Data listing>
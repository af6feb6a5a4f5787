// Copyright 2025 Rheostat Contributors
//
// Licensed under the Apache License, Version 2.0 (the "License");
// you may not use this file except in compliance with the License.
// You may obtain a copy of the License at
//
//     http://www.apache.org/licenses/LICENSE-2.0
//
// Unless required by applicable law or agreed to in writing, software
// distributed under the License is distributed on an "AS IS" BASIS,
// WITHOUT WARRANTIES OR CONDITIONS OF ANY KIND, either express or implied.
// See the License for the specific language governing permissions and
// limitations under the License.

//! Execution context descriptor and its lifecycle state machine.

use crate::model::recipe::Recipe;
use crate::model::resource::AssignmentMap;
use rheostat_common::model::{AwmId, ExcKey, ProgrammingLanguage};
use rheostat_common::protocol::{AwmConstraint, ConstraintKind, SyncEventKind};
use std::fmt::{self, Display, Formatter};
use std::sync::{Arc, Mutex, MutexGuard};
use std::time::{Duration, Instant};

#[derive(Debug, Clone, Copy, PartialEq, Eq, Hash)]
pub enum ExcState {
    New,
    Ready,
    Scheduling,
    Sync,
    Running,
    Blocked,
    Finished,
}

impl ExcState {
    /// Allowed lifecycle edges. `Finished` is reachable from anywhere and
    /// terminal.
    pub fn can_transition(self, to: ExcState) -> bool {
        if to == ExcState::Finished {
            return true;
        }
        matches!(
            (self, to),
            (ExcState::New, ExcState::Ready)
                | (ExcState::Ready, ExcState::Scheduling)
                | (ExcState::Scheduling, ExcState::Sync)
                | (ExcState::Sync, ExcState::Running)
                | (ExcState::Sync, ExcState::Blocked)
                // A dropped sync participant resumes where it was.
                | (ExcState::Sync, ExcState::Scheduling)
                | (ExcState::Running, ExcState::Scheduling)
                | (ExcState::Blocked, ExcState::Scheduling)
        )
    }
}

impl Display for ExcState {
    fn fmt(&self, f: &mut Formatter<'_>) -> fmt::Result {
        let name = match self {
            Self::New => "NEW",
            Self::Ready => "READY",
            Self::Scheduling => "SCHEDULING",
            Self::Sync => "SYNC",
            Self::Running => "RUNNING",
            Self::Blocked => "BLOCKED",
            Self::Finished => "FINISHED",
        };
        write!(f, "{name}")
    }
}

/// Most recent runtime feedback received from the application.
#[derive(Debug, Clone, Copy, Default, PartialEq, Eq)]
pub struct RuntimeProfile {
    pub valid: bool,
    /// Percent; positive means under-served.
    pub goal_gap: i32,
    pub cpu_usage: i32,
    pub cycle_time_ms: i32,
}

/// Lifetime accounting for one execution context.
#[derive(Debug, Clone, Copy, Default)]
pub struct ExcCounters {
    pub schedule_runs: u64,
    pub reconfigurations: u64,
    pub time_configuring: Duration,
    pub time_blocked: Duration,
    pub time_running: Duration,
}

#[derive(Debug, Clone, Copy, Default, PartialEq, Eq)]
pub struct ConstraintOutcome {
    pub mask_changed: bool,
    pub current_invalidated: bool,
}

#[derive(Debug, thiserror::Error)]
pub enum StateError {
    #[error("invalid transition {from} -> {to} for {key}")]
    InvalidTransition {
        key: ExcKey,
        from: ExcState,
        to: ExcState,
    },
    #[error("recipe {recipe} has no working mode {awm}")]
    UnknownWorkingMode { recipe: String, awm: AwmId },
}

/// Mutable half of an execution context, guarded by the descriptor's lock.
#[derive(Debug)]
pub struct ExcRuntime {
    state: ExcState,
    state_entered: Instant,
    /// Enable/Disable toggle; a disabled context is skipped by the policy
    /// and forced out at the next round.
    pub eligible: bool,
    enabled_mask: u64,
    lower_bound: Option<u8>,
    upper_bound: Option<u8>,
    exact_mask: u64,
    pub current_awm: Option<AwmId>,
    pub current_assignment: AssignmentMap,
    /// Set while a synchronization round is in flight for this context.
    pub next_awm: Option<AwmId>,
    pub next_assignment: AssignmentMap,
    pub next_event: Option<SyncEventKind>,
    pub profile: RuntimeProfile,
    pub counters: ExcCounters,
}

/// A schedulable unit owned by an application. Identity and recipe are
/// fixed at registration; everything else lives behind the runtime lock.
#[derive(Debug)]
pub struct Exc {
    pub key: ExcKey,
    pub name: String,
    pub language: ProgrammingLanguage,
    pub recipe: Arc<Recipe>,
}

#[derive(Debug)]
pub struct ExcDescriptor {
    pub exc: Exc,
    runtime: Mutex<ExcRuntime>,
}

impl ExcDescriptor {
    pub fn new(
        key: ExcKey,
        name: String,
        language: ProgrammingLanguage,
        recipe: Arc<Recipe>,
    ) -> Self {
        let enabled_mask = recipe.statically_enabled_mask();
        Self {
            exc: Exc {
                key,
                name,
                language,
                recipe,
            },
            runtime: Mutex::new(ExcRuntime {
                state: ExcState::New,
                state_entered: Instant::now(),
                eligible: false,
                enabled_mask,
                lower_bound: None,
                upper_bound: None,
                exact_mask: 0,
                current_awm: None,
                current_assignment: AssignmentMap::new(),
                next_awm: None,
                next_assignment: AssignmentMap::new(),
                next_event: None,
                profile: RuntimeProfile::default(),
                counters: ExcCounters::default(),
            }),
        }
    }

    pub fn key(&self) -> ExcKey {
        self.exc.key
    }

    pub fn recipe(&self) -> &Arc<Recipe> {
        &self.exc.recipe
    }

    pub fn runtime(&self) -> MutexGuard<'_, ExcRuntime> {
        self.runtime.lock().unwrap()
    }

    pub fn state(&self) -> ExcState {
        self.runtime().state
    }

    pub fn transition(&self, to: ExcState) -> Result<(), StateError> {
        self.runtime().transition(self.exc.key, to)
    }
}

impl ExcRuntime {
    pub fn state(&self) -> ExcState {
        self.state
    }

    pub fn enabled_mask(&self) -> u64 {
        self.enabled_mask
    }

    pub fn transition(&mut self, key: ExcKey, to: ExcState) -> Result<(), StateError> {
        if self.state == to {
            return Ok(());
        }
        if !self.state.can_transition(to) {
            return Err(StateError::InvalidTransition {
                key,
                from: self.state,
                to,
            });
        }
        let elapsed = self.state_entered.elapsed();
        match self.state {
            ExcState::Sync => self.counters.time_configuring += elapsed,
            ExcState::Blocked => self.counters.time_blocked += elapsed,
            ExcState::Running => self.counters.time_running += elapsed,
            _ => {}
        }
        if to == ExcState::Running && self.state == ExcState::Sync {
            self.counters.reconfigurations += 1;
        }
        self.state = to;
        self.state_entered = Instant::now();
        Ok(())
    }

    pub fn is_awm_enabled(&self, awm: AwmId) -> bool {
        self.enabled_mask & (1u64 << awm.0) != 0
    }

    /// Applies working-mode constraints. A lower bound disables every mode
    /// with a smaller id, an upper bound every mode with a greater id; an
    /// exact assertion re-adds a single mode to the allowed range. A new
    /// bound of the same kind replaces the previous one. Idempotent under
    /// replay.
    pub fn apply_constraints(
        &mut self,
        recipe: &Recipe,
        constraints: &[AwmConstraint],
    ) -> Result<ConstraintOutcome, StateError> {
        for constraint in constraints {
            if recipe.working_mode(AwmId(constraint.awm_id)).is_none() {
                return Err(StateError::UnknownWorkingMode {
                    recipe: recipe.name.clone(),
                    awm: AwmId(constraint.awm_id),
                });
            }
        }
        for constraint in constraints {
            match constraint.kind {
                ConstraintKind::Lower => self.lower_bound = Some(constraint.awm_id),
                ConstraintKind::Upper => self.upper_bound = Some(constraint.awm_id),
                ConstraintKind::Exact => self.exact_mask |= 1u64 << constraint.awm_id,
            }
        }
        Ok(self.rebuild_enabled_mask(recipe))
    }

    pub fn clear_constraints(&mut self, recipe: &Recipe) -> ConstraintOutcome {
        self.lower_bound = None;
        self.upper_bound = None;
        self.exact_mask = 0;
        self.rebuild_enabled_mask(recipe)
    }

    fn rebuild_enabled_mask(&mut self, recipe: &Recipe) -> ConstraintOutcome {
        let base = recipe.statically_enabled_mask();
        let low = self.lower_bound.unwrap_or(0) as u32;
        let high = self.upper_bound.unwrap_or(recipe.max_awm_id()) as u32;
        let range_mask = if low > high {
            0
        } else {
            let upper_bits = if high + 1 >= 64 {
                u64::MAX
            } else {
                (1u64 << (high + 1)) - 1
            };
            let lower_bits = (1u64 << low) - 1;
            upper_bits & !lower_bits
        };
        let new_mask = base & (range_mask | self.exact_mask);

        let mask_changed = new_mask != self.enabled_mask;
        self.enabled_mask = new_mask;
        let current_invalidated = self
            .current_awm
            .is_some_and(|awm| !self.is_awm_enabled(awm));
        ConstraintOutcome {
            mask_changed,
            current_invalidated,
        }
    }
}

#[cfg(test)]
mod tests {
    use test_r::test;

    use super::*;
    use crate::model::recipe::WorkingMode;
    use rheostat_common::model::{AppPid, ExcId};

    fn recipe(nr_modes: u8) -> Arc<Recipe> {
        Arc::new(Recipe {
            name: "test".to_string(),
            version: 1,
            priority: 1,
            working_modes: (0..nr_modes)
                .map(|id| WorkingMode {
                    id: AwmId(id),
                    name: format!("awm{id}"),
                    value: (id as u32 + 1) * 10,
                    config_time: Duration::from_millis(10),
                    resources: AssignmentMap::new(),
                })
                .collect(),
            static_constraints: vec![],
        })
    }

    fn descriptor() -> ExcDescriptor {
        ExcDescriptor::new(
            ExcKey::new(AppPid(100), ExcId(0)),
            "worker".to_string(),
            ProgrammingLanguage::Rust,
            recipe(4),
        )
    }

    #[test]
    fn lifecycle_follows_the_allowed_edges() {
        let exc = descriptor();
        exc.transition(ExcState::Ready).unwrap();
        exc.transition(ExcState::Scheduling).unwrap();
        exc.transition(ExcState::Sync).unwrap();
        exc.transition(ExcState::Running).unwrap();
        assert!(exc.transition(ExcState::Sync).is_err());
        exc.transition(ExcState::Scheduling).unwrap();
        exc.transition(ExcState::Finished).unwrap();
        // Terminal: nothing leaves FINISHED.
        assert!(exc.transition(ExcState::Ready).is_err());
    }

    #[test]
    fn upper_bound_disables_higher_modes() {
        let exc = descriptor();
        let mut runtime = exc.runtime();
        runtime.current_awm = Some(AwmId(2));
        let outcome = runtime
            .apply_constraints(
                exc.recipe(),
                &[AwmConstraint {
                    kind: ConstraintKind::Upper,
                    awm_id: 1,
                }],
            )
            .unwrap();
        assert!(outcome.mask_changed);
        assert!(outcome.current_invalidated);
        assert_eq!(runtime.enabled_mask(), 0b0011);
    }

    #[test]
    fn exact_assertion_extends_the_range() {
        let exc = descriptor();
        let mut runtime = exc.runtime();
        runtime
            .apply_constraints(
                exc.recipe(),
                &[
                    AwmConstraint {
                        kind: ConstraintKind::Upper,
                        awm_id: 1,
                    },
                    AwmConstraint {
                        kind: ConstraintKind::Exact,
                        awm_id: 3,
                    },
                ],
            )
            .unwrap();
        assert_eq!(runtime.enabled_mask(), 0b1011);
    }

    #[test]
    fn clearing_restores_the_recipe_mask_bit_for_bit() {
        let exc = descriptor();
        let mut runtime = exc.runtime();
        let original = runtime.enabled_mask();
        runtime
            .apply_constraints(
                exc.recipe(),
                &[AwmConstraint {
                    kind: ConstraintKind::Lower,
                    awm_id: 2,
                }],
            )
            .unwrap();
        assert_ne!(runtime.enabled_mask(), original);
        runtime.clear_constraints(exc.recipe());
        assert_eq!(runtime.enabled_mask(), original);
    }

    #[test]
    fn same_kind_bound_replaces_the_previous_one() {
        let exc = descriptor();
        let mut runtime = exc.runtime();
        runtime
            .apply_constraints(
                exc.recipe(),
                &[AwmConstraint {
                    kind: ConstraintKind::Upper,
                    awm_id: 0,
                }],
            )
            .unwrap();
        runtime
            .apply_constraints(
                exc.recipe(),
                &[AwmConstraint {
                    kind: ConstraintKind::Upper,
                    awm_id: 2,
                }],
            )
            .unwrap();
        assert_eq!(runtime.enabled_mask(), 0b0111);
    }
}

Work to complete> Repeat every line of the data word for word until you have repeated the line that contains "in writing, software", which is the last one to include.

Written answer>
repository af6feb6a5a4f5787
// Copyright 2025 Rheostat Contributors
//
// Licensed under the Apache License, Version 2.0 (the "License");
// you may not use this file except in compliance with the License.
// You may obtain a copy of the License at
//
//     http://www.apache.org/licenses/LICENSE-2.0
//
// Unless required by applicable law or agreed to in writing, software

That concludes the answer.